STUDY MATERIAL>
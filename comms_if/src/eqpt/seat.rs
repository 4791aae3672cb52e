//! # Control Seat Equipment

// ------------------------------------------------------------------------------------------------
// IMPORTS
// ------------------------------------------------------------------------------------------------

use serde::{Deserialize, Serialize};

// ------------------------------------------------------------------------------------------------
// STRUCTS
// ------------------------------------------------------------------------------------------------

/// A snapshot of the operator's input from a control seat.
///
/// All channels are normalised to approximately `[-1, 1]`.
#[derive(Serialize, Deserialize, Debug, Default, Clone, Copy, PartialEq)]
#[serde(default)]
pub struct SeatInput {
    /// Whether an operator is sitting in (controlling from) the seat.
    pub occupied: bool,

    /// Strafe/turn input, positive to the right.
    pub lateral: f64,

    /// Forward/back input, positive forward.
    pub longitudinal: f64,

    /// Up/down input, positive up.
    pub vertical: f64,

    /// Roll input, positive clockwise.
    pub roll: f64,

    /// Yaw (mouse/stick horizontal) input, positive right.
    pub yaw: f64,

    /// Pitch (mouse/stick vertical) input, positive up.
    pub pitch: f64,
}

// ------------------------------------------------------------------------------------------------
// IMPLS
// ------------------------------------------------------------------------------------------------

impl SeatInput {
    /// An empty seat with no input on any channel.
    pub fn unoccupied() -> Self {
        Self::default()
    }

    /// The input the controller shall act on.
    ///
    /// When no operator is present every channel reads exactly zero,
    /// regardless of any stale values left in the frame.
    pub fn effective(&self) -> Self {
        if self.occupied {
            *self
        } else {
            Self::unoccupied()
        }
    }
}

#[cfg(test)]
mod test {
    use super::*;

    #[test]
    fn test_effective_input() {
        let stale = SeatInput {
            occupied: false,
            lateral: 1.0,
            pitch: -0.5,
            ..Default::default()
        };
        assert_eq!(stale.effective(), SeatInput::unoccupied());

        let live = SeatInput {
            occupied: true,
            lateral: 1.0,
            ..Default::default()
        };
        assert_eq!(live.effective(), live);
    }

    #[test]
    fn test_partial_json() {
        let input: SeatInput =
            serde_json::from_str(r#"{"occupied": true, "lateral": -1.0}"#).unwrap();
        assert!(input.occupied);
        assert_eq!(input.lateral, -1.0);
        assert_eq!(input.yaw, 0.0);
    }
}
//! Parameters describing a simulated scene

// ---------------------------------------------------------------------------
// IMPORTS
// ---------------------------------------------------------------------------

use serde::Deserialize;

// ---------------------------------------------------------------------------
// DATA STRUCTURES
// ---------------------------------------------------------------------------

/// The equipment making up a simulated vehicle.
#[derive(Debug, Clone, Default, Deserialize)]
#[serde(default)]
pub struct SceneParams {
    pub joints: Vec<SimJointParams>,
    pub seats: Vec<SimSeatParams>,
}

/// A simulated joint.
#[derive(Debug, Clone, Deserialize)]
pub struct SimJointParams {
    pub name: String,
    pub kind: JointKind,

    /// Lower limit of travel.
    ///
    /// Units: radians for rotational joints, meters for linear joints
    pub low: f64,

    /// Upper limit of travel.
    ///
    /// Units: radians for rotational joints, meters for linear joints
    pub high: f64,

    /// Starting position.
    ///
    /// Units: radians for rotational joints, meters for linear joints
    pub position: f64,

    /// Persisted configuration text the joint starts with.
    #[serde(default)]
    pub custom_data: String,
}

/// A simulated control seat.
#[derive(Debug, Clone, Deserialize)]
pub struct SimSeatParams {
    pub name: String,
}

// ---------------------------------------------------------------------------
// ENUMERATIONS
// ---------------------------------------------------------------------------

#[derive(Debug, Clone, Copy, PartialEq, Eq, Deserialize)]
#[serde(rename_all = "lowercase")]
pub enum JointKind {
    Rotational,
    Linear,
}
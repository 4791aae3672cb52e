//! Simulated control seats

// ---------------------------------------------------------------------------
// IMPORTS
// ---------------------------------------------------------------------------

use comms_if::eqpt::seat::SeatInput;

use crate::steer_ctrl::Seat;

// ---------------------------------------------------------------------------
// DATA STRUCTURES
// ---------------------------------------------------------------------------

/// A seat whose input is set from outside, e.g. by a script.
#[derive(Debug, Clone)]
pub struct SimSeat {
    name: String,
    input: SeatInput,
}

// ---------------------------------------------------------------------------
// IMPLEMENTATIONS
// ---------------------------------------------------------------------------

impl SimSeat {
    /// Create an empty seat.
    pub fn new(name: &str) -> Self {
        Self {
            name: String::from(name),
            input: SeatInput::unoccupied(),
        }
    }

    pub fn set_input(&mut self, input: SeatInput) {
        self.input = input;
    }
}

impl Seat for SimSeat {
    fn name(&self) -> String {
        self.name.clone()
    }

    fn input(&self) -> SeatInput {
        self.input
    }
}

ACTION ITEM> In your answer, repeat each line of the material word for word.

RESULT FOR THIS EXERCISE>
filename comms_if/src/eqpt/seat.rs
repository 4791aae3672cb52e
//! # Control Seat Equipment

// ------------------------------------------------------------------------------------------------
// IMPORTS
// ------------------------------------------------------------------------------------------------

use serde::{Deserialize, Serialize};

// ------------------------------------------------------------------------------------------------
// STRUCTS
// ------------------------------------------------------------------------------------------------

/// A snapshot of the operator's input from a control seat.
///
/// All channels are normalised to approximately `[-1, 1]`.
#[derive(Serialize, Deserialize, Debug, Default, Clone, Copy, PartialEq)]
#[serde(default)]
pub struct SeatInput {
    /// Whether an operator is sitting in (controlling from) the seat.
    pub occupied: bool,

    /// Strafe/turn input, positive to the right.
    pub lateral: f64,

    /// Forward/back input, positive forward.
    pub longitudinal: f64,

    /// Up/down input, positive up.
    pub vertical: f64,

    /// Roll input, positive clockwise.
    pub roll: f64,

    /// Yaw (mouse/stick horizontal) input, positive right.
    pub yaw: f64,

    /// Pitch (mouse/stick vertical) input, positive up.
    pub pitch: f64,
}

// ------------------------------------------------------------------------------------------------
// IMPLS
// ------------------------------------------------------------------------------------------------

impl SeatInput {
    /// An empty seat with no input on any channel.
    pub fn unoccupied() -> Self {
        Self::default()
    }

    /// The input the controller shall act on.
    ///
    /// When no operator is present every channel reads exactly zero,
    /// regardless of any stale values left in the frame.
    pub fn effective(&self) -> Self {
        if self.occupied {
            *self
        } else {
            Self::unoccupied()
        }
    }
}

#[cfg(test)]
mod test {
    use super::*;

    #[test]
    fn test_effective_input() {
        let stale = SeatInput {
            occupied: false,
            lateral: 1.0,
            pitch: -0.5,
            ..Default::default()
        };
        assert_eq!(stale.effective(), SeatInput::unoccupied());

        let live = SeatInput {
            occupied: true,
            lateral: 1.0,
            ..Default::default()
        };
        assert_eq!(live.effective(), live);
    }

    #[test]
    fn test_partial_json() {
        let input: SeatInput =
            serde_json::from_str(r#"{"occupied": true, "lateral": -1.0}"#).unwrap();
        assert!(input.occupied);
        assert_eq!(input.lateral, -1.0);
        assert_eq!(input.yaw, 0.0);
    }
}
//! Parameters describing a simulated scene

// ---------------------------------------------------------------------------
// IMPORTS
// ---------------------------------------------------------------------------

use serde::Deserialize;

// ---------------------------------------------------------------------------
// DATA STRUCTURES
// ---------------------------------------------------------------------------

/// The equipment making up a simulated vehicle.
#[derive(Debug, Clone, Default, Deserialize)]
#[serde(default)]
pub struct SceneParams {
    pub joints: Vec<SimJointParams>,
    pub seats: Vec<SimSeatParams>,
}

/// A simulated joint.
#[derive(Debug, Clone, Deserialize)]
pub struct SimJointParams {
    pub name: String,
    pub kind: JointKind,

    /// Lower limit of travel.
    ///
    /// Units: radians for rotational joints, meters for linear joints
    pub low: f64,

    /// Upper limit of travel.
    ///
    /// Units: radians for rotational joints, meters for linear joints
    pub high: f64,

    /// Starting position.
    ///
    /// Units: radians for rotational joints, meters for linear joints
    pub position: f64,

    /// Persisted configuration text the joint starts with.
    #[serde(default)]
    pub custom_data: String,
}

/// A simulated control seat.
#[derive(Debug, Clone, Deserialize)]
pub struct SimSeatParams {
    pub name: String,
}

// ---------------------------------------------------------------------------
// ENUMERATIONS
// ---------------------------------------------------------------------------

#[derive(Debug, Clone, Copy, PartialEq, Eq, Deserialize)]
#[serde(rename_all = "lowercase")]
pub enum JointKind {
    Rotational,
    Linear,
}
repository 4791aae3672cb52e
//! Simulated control seats

// ---------------------------------------------------------------------------
// IMPORTS
// ---------------------------------------------------------------------------

use comms_if::eqpt::seat::SeatInput;

use crate::steer_ctrl::Seat;

// ---------------------------------------------------------------------------
// DATA STRUCTURES
// ---------------------------------------------------------------------------

/// A seat whose input is set from outside, e.g. by a script.
#[derive(Debug, Clone)]
pub struct SimSeat {
    name: String,
    input: SeatInput,
}

// ---------------------------------------------------------------------------
// IMPLEMENTATIONS
// ---------------------------------------------------------------------------

impl SimSeat {
    /// Create an empty seat.
    pub fn new(name: &str) -> Self {
        Self {
            name: String::from(name),
            input: SeatInput::unoccupied(),
        }
    }

    pub fn set_input(&mut self, input: SeatInput) {
        self.input = input;
    }
}

impl Seat for SimSeat {
    fn name(&self) -> String {
        self.name.clone()
    }

    fn input(&self) -> SeatInput {
        self.input
    }
}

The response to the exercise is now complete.